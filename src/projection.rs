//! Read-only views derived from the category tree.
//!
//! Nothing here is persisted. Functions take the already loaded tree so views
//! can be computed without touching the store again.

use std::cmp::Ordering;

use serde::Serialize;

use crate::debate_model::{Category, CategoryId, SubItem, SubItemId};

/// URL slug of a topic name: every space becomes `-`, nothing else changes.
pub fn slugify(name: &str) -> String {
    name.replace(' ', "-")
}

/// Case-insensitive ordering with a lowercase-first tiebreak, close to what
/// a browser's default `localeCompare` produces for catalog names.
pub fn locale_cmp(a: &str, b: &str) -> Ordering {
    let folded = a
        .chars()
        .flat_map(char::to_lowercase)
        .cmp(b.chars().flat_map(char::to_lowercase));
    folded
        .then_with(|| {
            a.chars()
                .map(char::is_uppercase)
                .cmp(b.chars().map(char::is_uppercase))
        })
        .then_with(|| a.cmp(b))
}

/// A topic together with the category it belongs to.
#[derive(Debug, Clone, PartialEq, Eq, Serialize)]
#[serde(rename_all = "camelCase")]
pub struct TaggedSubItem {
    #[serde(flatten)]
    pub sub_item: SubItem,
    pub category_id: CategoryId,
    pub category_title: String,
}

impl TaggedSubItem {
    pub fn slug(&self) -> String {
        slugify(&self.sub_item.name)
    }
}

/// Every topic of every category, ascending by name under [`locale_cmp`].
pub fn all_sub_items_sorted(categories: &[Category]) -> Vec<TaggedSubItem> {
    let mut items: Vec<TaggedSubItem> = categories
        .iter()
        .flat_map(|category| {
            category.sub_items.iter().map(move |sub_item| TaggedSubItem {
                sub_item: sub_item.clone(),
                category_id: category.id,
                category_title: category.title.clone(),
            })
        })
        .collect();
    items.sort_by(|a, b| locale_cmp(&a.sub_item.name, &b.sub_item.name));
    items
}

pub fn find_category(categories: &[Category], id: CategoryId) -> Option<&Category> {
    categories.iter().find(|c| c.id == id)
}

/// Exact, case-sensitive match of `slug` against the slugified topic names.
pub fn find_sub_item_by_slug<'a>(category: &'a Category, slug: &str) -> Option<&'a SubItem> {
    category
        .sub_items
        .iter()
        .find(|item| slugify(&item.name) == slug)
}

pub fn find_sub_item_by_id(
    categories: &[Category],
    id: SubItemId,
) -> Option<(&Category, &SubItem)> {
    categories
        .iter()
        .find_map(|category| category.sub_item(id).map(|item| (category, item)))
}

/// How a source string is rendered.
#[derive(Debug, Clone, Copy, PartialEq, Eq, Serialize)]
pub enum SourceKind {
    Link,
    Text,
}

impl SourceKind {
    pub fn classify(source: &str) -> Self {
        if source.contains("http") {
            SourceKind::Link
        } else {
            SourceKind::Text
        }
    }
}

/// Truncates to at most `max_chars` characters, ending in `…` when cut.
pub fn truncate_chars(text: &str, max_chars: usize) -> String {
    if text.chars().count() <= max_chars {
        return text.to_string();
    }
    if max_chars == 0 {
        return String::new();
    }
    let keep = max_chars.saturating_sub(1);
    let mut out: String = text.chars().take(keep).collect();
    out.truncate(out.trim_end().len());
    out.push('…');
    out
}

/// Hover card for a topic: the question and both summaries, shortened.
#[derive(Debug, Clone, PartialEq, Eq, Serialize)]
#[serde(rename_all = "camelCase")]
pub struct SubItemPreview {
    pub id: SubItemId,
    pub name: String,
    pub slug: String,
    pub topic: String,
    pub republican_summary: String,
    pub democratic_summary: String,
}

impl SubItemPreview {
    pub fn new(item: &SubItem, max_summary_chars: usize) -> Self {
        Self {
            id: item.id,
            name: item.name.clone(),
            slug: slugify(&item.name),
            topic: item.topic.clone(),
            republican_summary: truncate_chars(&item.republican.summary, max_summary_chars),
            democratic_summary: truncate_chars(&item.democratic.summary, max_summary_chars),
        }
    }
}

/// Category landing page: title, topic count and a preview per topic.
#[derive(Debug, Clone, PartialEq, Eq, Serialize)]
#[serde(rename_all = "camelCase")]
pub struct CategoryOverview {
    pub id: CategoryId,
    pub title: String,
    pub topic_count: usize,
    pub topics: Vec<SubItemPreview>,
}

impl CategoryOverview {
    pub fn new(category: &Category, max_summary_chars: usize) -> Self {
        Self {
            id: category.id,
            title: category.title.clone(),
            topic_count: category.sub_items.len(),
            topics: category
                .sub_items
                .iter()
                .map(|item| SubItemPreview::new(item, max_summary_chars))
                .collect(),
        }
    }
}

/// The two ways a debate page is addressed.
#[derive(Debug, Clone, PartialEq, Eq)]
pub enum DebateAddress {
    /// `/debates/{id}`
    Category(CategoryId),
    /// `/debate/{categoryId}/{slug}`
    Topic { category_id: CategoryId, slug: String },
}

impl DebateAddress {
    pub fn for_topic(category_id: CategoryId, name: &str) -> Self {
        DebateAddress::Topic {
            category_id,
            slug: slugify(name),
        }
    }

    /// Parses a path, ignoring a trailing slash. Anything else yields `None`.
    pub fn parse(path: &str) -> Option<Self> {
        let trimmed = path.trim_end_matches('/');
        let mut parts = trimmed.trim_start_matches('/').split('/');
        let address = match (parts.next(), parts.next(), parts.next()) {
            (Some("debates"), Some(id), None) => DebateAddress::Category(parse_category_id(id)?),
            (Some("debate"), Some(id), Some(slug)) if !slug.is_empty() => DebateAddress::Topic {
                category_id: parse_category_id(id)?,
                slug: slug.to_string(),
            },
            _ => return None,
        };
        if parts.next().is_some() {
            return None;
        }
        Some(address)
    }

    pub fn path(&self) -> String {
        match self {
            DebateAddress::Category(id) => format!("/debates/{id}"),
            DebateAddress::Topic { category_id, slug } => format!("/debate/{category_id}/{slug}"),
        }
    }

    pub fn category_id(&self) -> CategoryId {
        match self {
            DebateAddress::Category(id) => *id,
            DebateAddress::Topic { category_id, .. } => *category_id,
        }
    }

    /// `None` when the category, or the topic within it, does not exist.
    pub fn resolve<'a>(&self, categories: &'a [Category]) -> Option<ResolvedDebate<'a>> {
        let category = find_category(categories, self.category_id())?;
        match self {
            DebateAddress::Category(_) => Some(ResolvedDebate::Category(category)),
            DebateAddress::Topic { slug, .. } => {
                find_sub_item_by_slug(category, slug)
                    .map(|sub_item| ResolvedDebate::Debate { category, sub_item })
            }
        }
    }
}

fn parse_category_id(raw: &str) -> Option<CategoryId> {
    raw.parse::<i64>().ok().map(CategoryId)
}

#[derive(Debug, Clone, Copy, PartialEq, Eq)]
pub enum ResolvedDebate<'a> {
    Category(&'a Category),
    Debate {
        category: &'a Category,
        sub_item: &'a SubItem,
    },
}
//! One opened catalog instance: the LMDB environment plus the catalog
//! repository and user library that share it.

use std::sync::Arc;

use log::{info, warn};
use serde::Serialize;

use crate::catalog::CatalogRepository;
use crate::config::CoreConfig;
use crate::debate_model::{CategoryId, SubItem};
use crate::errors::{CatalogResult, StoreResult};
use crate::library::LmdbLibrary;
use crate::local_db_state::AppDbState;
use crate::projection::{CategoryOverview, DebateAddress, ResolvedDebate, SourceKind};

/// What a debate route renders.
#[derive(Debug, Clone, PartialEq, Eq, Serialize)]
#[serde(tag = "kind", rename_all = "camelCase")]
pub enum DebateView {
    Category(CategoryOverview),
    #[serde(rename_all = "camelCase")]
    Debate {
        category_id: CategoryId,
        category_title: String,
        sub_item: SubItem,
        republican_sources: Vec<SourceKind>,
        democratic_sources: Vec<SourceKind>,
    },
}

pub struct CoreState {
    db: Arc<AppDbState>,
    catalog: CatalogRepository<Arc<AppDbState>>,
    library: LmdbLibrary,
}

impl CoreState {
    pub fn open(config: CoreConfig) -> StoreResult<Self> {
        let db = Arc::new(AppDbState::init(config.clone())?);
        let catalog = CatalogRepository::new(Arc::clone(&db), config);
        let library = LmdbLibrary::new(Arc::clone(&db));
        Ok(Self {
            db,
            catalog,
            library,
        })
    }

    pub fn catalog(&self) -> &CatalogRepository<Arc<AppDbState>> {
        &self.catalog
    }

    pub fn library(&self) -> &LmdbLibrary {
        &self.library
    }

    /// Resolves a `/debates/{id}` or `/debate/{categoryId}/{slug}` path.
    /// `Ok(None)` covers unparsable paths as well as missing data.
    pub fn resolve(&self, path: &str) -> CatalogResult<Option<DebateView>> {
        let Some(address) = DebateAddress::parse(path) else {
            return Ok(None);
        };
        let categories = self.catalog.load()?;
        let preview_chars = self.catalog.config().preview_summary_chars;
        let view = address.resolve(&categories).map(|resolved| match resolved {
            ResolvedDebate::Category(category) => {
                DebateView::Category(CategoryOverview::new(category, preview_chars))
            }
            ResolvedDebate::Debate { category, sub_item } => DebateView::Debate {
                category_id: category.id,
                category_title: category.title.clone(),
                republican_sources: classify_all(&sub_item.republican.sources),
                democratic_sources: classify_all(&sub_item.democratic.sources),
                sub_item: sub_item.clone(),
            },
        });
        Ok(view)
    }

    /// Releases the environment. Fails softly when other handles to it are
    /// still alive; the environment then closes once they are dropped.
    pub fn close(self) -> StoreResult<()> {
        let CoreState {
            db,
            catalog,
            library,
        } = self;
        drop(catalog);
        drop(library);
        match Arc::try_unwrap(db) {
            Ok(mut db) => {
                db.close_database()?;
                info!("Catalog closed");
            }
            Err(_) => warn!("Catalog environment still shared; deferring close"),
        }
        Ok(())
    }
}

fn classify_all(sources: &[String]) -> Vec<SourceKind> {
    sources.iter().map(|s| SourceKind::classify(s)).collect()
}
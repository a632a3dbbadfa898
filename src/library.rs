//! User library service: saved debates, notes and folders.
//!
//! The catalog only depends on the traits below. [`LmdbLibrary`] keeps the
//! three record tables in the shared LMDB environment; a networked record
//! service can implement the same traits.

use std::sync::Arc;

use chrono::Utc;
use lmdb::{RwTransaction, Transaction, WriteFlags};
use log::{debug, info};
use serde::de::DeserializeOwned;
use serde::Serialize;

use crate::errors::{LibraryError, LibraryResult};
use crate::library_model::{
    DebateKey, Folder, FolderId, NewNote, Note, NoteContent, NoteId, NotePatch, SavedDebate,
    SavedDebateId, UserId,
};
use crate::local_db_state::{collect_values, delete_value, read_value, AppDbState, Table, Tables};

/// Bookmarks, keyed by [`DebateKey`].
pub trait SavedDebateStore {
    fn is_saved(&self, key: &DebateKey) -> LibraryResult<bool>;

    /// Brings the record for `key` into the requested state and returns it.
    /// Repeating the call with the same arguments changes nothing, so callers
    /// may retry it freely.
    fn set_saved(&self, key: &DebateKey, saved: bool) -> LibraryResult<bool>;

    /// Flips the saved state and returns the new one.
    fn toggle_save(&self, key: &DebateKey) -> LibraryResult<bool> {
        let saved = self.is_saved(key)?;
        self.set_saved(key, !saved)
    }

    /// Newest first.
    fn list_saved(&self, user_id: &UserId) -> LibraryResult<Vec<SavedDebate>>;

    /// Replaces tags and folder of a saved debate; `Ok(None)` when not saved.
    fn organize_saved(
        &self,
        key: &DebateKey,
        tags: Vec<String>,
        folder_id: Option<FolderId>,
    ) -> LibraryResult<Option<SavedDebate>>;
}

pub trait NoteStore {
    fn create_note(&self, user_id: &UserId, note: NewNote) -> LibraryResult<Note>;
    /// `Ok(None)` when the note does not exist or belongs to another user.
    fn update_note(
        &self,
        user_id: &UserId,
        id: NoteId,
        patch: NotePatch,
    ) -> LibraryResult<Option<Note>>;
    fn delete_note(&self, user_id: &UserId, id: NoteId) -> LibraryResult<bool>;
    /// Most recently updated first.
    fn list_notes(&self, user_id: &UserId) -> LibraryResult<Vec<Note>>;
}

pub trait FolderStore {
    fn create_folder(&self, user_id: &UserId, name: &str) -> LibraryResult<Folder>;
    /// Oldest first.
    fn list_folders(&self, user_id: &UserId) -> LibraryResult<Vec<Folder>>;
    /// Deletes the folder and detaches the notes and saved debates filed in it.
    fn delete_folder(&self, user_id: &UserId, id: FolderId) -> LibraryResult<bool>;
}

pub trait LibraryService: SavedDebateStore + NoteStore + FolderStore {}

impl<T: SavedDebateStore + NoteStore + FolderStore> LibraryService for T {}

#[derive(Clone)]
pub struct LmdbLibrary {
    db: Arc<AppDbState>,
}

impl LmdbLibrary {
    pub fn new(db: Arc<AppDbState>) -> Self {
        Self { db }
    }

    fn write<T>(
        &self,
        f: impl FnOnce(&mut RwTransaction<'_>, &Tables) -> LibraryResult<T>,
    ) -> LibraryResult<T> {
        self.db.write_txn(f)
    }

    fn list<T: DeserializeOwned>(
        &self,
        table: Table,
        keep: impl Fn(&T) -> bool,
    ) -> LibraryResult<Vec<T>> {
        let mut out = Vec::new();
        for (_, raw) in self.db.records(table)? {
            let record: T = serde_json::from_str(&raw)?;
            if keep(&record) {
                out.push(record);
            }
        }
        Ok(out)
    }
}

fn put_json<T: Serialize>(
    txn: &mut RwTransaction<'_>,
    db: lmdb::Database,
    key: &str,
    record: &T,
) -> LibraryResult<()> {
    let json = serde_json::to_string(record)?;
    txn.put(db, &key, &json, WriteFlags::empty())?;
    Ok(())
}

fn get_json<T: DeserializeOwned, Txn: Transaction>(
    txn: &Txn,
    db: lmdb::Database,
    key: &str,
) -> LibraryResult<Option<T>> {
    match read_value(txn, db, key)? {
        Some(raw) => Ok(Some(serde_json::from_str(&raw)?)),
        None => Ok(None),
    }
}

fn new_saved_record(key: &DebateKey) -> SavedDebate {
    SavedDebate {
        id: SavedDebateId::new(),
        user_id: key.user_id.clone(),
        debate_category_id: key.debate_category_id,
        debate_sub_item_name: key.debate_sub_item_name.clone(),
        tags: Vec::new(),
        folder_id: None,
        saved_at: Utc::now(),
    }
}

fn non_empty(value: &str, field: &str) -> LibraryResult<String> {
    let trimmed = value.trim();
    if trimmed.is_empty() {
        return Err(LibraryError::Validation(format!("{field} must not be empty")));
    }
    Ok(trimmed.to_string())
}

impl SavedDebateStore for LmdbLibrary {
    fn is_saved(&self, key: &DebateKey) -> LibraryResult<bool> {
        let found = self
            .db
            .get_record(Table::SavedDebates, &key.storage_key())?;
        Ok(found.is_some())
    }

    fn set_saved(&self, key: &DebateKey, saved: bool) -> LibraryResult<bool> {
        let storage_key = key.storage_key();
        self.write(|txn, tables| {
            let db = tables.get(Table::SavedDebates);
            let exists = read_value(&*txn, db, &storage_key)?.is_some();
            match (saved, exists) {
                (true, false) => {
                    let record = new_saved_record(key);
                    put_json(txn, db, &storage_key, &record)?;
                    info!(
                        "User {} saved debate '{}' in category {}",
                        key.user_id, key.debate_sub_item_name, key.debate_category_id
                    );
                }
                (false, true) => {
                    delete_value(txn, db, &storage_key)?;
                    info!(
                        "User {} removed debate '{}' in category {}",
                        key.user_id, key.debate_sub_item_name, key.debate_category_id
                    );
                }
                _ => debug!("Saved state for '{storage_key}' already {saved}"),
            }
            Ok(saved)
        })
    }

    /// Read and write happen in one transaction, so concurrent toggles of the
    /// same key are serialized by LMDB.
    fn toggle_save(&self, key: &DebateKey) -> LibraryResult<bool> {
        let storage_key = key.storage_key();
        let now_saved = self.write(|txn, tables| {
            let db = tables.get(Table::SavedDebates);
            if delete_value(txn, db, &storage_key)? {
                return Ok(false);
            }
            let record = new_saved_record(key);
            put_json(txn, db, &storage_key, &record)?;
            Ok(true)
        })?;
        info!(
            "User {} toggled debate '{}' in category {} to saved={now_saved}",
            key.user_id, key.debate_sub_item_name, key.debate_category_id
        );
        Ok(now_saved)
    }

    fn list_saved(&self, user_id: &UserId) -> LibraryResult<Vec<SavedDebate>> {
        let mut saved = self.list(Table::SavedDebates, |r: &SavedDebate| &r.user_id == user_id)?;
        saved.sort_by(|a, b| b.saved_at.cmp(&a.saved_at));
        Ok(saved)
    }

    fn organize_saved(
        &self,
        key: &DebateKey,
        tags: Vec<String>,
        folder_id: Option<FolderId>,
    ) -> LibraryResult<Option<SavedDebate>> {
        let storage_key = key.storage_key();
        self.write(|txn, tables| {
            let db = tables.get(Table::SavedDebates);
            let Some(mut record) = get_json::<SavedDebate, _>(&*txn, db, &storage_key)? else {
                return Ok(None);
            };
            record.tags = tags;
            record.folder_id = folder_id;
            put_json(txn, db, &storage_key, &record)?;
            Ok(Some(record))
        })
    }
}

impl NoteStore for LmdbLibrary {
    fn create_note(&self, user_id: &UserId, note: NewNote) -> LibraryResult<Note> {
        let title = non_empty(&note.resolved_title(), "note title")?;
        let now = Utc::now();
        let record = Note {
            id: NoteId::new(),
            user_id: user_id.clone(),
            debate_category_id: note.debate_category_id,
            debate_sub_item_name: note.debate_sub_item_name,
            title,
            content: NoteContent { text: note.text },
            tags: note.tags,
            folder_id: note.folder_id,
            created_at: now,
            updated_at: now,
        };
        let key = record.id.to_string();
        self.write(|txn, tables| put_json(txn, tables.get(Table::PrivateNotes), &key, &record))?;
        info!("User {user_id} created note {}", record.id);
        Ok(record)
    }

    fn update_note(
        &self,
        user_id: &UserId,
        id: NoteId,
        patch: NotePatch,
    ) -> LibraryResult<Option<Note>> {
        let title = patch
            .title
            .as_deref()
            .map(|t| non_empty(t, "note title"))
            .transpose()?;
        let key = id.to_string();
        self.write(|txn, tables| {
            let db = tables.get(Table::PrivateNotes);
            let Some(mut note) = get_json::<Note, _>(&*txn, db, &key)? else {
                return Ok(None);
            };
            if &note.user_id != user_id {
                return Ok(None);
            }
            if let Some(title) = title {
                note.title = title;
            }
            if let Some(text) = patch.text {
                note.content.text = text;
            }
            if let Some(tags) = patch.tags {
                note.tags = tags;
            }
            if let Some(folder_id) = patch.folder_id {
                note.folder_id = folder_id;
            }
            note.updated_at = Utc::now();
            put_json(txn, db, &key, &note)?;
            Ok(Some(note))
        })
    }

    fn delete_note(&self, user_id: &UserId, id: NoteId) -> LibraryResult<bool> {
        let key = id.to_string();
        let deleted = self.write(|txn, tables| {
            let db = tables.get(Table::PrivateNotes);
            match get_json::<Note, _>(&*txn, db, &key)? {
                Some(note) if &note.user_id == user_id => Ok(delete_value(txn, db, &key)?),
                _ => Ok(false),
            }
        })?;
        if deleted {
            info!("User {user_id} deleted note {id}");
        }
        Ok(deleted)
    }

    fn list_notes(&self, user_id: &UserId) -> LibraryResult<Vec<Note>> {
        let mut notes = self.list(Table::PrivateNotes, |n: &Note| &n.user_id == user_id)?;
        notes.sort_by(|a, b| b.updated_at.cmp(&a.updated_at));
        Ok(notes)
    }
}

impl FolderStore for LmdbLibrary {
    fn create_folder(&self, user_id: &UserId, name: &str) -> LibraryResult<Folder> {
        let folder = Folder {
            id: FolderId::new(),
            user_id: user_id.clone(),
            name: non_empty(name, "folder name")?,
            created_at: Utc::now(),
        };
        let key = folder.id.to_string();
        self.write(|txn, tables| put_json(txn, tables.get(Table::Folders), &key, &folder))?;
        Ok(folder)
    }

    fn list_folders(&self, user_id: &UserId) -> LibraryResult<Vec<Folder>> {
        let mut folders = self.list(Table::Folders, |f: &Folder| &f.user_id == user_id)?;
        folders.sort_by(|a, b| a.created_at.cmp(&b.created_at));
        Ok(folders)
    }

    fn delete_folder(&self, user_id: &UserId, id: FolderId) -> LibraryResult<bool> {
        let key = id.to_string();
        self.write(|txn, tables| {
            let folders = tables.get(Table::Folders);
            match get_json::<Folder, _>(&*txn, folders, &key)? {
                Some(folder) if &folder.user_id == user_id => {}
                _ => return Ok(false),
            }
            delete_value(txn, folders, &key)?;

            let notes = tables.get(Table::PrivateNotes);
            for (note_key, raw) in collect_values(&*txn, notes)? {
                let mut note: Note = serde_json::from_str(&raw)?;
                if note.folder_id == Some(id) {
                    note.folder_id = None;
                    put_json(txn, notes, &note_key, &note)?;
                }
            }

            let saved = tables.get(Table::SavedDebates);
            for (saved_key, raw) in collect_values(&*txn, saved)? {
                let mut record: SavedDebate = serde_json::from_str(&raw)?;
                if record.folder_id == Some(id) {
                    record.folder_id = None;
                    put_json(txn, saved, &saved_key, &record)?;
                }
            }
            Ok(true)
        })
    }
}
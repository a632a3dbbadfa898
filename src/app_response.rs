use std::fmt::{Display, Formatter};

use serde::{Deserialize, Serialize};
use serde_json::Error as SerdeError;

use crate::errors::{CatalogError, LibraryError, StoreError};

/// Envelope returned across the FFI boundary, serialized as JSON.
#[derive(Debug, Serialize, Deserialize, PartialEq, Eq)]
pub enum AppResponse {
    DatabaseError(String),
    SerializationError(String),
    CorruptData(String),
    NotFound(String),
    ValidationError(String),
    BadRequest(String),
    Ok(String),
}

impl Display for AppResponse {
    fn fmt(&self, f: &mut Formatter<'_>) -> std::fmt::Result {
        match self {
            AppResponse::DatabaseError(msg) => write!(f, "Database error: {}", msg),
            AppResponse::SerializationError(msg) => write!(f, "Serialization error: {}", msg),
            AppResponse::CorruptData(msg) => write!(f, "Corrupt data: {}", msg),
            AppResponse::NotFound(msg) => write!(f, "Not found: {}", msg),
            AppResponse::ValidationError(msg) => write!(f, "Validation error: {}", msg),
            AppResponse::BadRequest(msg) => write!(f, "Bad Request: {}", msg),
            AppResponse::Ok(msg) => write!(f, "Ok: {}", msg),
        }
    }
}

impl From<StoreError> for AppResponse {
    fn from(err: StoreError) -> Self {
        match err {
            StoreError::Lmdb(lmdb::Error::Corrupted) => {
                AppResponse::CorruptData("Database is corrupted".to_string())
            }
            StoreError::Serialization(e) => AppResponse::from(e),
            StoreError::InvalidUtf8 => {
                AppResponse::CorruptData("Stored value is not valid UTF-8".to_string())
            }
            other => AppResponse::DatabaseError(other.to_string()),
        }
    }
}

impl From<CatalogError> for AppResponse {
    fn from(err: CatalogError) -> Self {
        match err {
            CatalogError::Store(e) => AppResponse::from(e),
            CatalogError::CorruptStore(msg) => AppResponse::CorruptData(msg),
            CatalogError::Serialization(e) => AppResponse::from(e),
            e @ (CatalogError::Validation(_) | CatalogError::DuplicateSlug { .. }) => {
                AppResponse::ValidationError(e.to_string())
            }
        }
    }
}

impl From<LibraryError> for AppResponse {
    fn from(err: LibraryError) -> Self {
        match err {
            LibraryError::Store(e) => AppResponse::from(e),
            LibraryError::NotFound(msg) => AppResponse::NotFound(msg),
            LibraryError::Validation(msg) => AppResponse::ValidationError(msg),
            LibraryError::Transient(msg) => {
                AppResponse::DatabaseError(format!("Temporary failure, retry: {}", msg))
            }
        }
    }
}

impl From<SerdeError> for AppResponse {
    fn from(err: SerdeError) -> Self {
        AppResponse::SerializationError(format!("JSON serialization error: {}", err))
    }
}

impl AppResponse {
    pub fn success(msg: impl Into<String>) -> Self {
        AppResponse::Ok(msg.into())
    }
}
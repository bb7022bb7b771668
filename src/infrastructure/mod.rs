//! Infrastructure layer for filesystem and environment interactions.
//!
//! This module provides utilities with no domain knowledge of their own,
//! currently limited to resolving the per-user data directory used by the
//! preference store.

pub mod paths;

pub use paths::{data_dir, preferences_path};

# ACTIVITY:
Collect, from the material above, every line containing the word "false".

# TASK ANSWER:
                (true, false) => {
                (false, true) => {
                return Ok(false);
                _ => Ok(false),
                _ => return Ok(false),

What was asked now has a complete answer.